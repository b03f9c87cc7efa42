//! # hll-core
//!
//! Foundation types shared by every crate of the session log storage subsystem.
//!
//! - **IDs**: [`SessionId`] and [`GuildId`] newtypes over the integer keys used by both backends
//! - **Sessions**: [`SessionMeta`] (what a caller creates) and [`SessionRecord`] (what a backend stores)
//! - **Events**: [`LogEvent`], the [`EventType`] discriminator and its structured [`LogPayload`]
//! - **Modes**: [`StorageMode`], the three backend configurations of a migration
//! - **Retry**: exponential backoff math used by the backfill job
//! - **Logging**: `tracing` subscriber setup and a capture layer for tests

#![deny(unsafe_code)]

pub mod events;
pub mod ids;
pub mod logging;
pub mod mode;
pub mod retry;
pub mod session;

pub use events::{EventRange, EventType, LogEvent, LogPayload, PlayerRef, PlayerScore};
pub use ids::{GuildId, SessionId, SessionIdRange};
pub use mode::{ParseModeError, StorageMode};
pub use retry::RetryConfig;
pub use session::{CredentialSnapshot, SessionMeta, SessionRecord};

------------

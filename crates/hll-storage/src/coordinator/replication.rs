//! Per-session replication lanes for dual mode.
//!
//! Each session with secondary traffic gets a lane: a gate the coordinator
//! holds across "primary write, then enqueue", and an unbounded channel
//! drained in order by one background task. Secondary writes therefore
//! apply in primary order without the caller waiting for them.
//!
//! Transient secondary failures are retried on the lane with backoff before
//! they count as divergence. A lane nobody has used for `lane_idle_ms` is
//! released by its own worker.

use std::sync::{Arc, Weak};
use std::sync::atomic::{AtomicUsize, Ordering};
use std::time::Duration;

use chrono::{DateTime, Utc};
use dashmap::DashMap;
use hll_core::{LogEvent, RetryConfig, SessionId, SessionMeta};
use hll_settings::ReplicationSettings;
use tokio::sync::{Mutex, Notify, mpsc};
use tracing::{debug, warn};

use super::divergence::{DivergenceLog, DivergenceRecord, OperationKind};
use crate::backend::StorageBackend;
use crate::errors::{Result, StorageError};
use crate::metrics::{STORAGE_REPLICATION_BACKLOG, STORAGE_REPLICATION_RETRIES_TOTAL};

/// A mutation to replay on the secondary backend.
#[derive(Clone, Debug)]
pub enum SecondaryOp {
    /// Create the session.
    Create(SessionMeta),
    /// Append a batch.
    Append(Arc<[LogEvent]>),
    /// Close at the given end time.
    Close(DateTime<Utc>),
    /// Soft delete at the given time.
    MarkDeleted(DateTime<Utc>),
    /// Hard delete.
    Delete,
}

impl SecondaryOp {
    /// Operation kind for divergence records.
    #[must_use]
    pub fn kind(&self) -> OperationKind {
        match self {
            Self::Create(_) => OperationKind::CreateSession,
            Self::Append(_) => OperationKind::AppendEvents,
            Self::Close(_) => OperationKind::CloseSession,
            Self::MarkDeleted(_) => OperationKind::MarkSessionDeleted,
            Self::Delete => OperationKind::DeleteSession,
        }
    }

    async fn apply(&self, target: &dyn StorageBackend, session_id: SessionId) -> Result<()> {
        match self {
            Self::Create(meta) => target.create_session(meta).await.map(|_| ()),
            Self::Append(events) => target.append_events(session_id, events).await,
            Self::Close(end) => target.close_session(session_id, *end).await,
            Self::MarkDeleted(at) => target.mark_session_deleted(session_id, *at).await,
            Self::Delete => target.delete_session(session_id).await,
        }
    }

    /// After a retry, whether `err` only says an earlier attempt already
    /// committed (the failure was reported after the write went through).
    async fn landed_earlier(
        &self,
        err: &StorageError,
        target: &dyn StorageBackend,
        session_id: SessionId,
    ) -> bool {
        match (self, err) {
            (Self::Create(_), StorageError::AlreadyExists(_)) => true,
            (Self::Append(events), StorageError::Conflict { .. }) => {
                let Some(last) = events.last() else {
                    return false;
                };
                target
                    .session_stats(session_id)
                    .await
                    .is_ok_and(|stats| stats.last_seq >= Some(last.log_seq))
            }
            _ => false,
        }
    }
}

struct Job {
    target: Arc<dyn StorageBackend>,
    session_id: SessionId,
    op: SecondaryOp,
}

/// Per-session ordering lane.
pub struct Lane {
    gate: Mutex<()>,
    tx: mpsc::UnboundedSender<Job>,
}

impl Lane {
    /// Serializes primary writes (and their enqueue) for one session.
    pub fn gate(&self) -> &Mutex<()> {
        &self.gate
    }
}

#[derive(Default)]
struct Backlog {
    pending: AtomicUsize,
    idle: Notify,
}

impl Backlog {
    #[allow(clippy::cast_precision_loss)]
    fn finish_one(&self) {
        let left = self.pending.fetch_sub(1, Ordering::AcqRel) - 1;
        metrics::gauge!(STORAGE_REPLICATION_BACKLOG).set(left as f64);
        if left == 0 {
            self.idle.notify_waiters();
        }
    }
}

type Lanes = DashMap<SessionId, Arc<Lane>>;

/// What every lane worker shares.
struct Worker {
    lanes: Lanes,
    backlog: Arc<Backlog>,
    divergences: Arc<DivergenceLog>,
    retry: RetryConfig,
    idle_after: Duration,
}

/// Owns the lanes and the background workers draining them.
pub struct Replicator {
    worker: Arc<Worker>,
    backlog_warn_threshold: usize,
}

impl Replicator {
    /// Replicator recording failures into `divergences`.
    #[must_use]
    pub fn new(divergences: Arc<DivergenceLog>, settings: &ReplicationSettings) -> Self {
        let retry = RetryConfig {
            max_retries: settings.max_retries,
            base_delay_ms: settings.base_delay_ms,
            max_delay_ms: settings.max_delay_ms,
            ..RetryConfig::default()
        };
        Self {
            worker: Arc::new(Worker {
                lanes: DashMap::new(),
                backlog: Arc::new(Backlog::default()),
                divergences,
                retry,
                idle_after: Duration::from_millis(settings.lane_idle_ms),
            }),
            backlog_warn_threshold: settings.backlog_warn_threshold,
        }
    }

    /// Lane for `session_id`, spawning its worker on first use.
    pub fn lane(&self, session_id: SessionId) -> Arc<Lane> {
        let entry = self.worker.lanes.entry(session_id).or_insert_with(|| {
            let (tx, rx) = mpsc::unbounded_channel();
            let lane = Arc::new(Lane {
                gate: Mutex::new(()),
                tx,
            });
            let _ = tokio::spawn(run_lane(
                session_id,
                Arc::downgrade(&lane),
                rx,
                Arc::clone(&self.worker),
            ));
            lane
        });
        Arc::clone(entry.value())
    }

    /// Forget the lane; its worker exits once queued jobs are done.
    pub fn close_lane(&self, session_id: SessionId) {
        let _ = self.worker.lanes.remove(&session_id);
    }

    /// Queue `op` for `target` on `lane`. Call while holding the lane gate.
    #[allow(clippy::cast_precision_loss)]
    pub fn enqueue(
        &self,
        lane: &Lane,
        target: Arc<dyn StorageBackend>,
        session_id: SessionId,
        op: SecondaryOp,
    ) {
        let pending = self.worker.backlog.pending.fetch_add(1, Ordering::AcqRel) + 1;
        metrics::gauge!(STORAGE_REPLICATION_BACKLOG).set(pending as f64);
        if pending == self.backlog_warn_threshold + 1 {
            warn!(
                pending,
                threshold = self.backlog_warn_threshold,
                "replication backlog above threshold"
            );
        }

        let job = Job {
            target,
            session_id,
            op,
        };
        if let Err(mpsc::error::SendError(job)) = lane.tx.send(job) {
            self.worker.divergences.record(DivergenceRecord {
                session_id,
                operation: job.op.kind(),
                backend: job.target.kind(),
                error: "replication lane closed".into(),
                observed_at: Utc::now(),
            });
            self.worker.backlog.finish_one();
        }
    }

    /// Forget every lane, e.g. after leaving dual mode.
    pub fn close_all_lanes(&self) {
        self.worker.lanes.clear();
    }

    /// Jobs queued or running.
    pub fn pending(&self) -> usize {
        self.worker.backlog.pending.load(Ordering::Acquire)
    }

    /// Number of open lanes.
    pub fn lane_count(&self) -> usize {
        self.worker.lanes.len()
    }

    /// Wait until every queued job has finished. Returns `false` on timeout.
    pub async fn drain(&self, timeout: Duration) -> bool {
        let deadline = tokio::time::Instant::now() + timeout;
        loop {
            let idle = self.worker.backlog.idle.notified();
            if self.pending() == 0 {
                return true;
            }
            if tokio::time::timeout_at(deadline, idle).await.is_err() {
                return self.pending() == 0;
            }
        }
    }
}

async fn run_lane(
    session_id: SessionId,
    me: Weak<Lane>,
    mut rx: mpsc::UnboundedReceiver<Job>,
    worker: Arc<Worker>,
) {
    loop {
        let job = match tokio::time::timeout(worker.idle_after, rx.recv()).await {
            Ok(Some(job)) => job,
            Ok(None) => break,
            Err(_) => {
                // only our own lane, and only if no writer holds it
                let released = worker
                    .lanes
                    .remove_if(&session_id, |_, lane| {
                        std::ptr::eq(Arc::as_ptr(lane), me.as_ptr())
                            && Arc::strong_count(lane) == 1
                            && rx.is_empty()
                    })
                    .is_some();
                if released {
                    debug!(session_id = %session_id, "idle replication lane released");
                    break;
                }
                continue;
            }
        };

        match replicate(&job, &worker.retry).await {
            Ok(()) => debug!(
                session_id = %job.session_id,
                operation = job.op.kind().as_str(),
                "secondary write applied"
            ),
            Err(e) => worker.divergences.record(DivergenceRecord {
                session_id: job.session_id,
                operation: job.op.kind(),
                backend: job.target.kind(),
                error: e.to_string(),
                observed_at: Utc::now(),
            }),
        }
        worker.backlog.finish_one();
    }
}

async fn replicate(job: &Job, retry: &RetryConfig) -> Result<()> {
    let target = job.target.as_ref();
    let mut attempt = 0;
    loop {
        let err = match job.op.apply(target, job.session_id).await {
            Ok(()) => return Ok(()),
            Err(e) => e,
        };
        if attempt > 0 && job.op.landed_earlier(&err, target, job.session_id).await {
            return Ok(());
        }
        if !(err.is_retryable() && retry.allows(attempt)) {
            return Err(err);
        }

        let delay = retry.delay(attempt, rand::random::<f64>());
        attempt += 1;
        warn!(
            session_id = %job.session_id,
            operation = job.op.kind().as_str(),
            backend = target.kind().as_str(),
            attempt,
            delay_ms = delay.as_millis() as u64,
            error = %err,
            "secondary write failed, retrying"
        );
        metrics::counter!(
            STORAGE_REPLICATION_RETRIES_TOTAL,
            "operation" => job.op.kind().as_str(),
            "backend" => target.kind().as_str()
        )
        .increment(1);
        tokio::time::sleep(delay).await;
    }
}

------------

Exercise brief: The expected answer is each line of the records above that includes the string "mpsc".

Response to the task:
use tokio::sync::{Mutex, Notify, mpsc};
    tx: mpsc::UnboundedSender<Job>,
            let (tx, rx) = mpsc::unbounded_channel();
        if let Err(mpsc::error::SendError(job)) = lane.tx.send(job) {
    mut rx: mpsc::UnboundedReceiver<Job>,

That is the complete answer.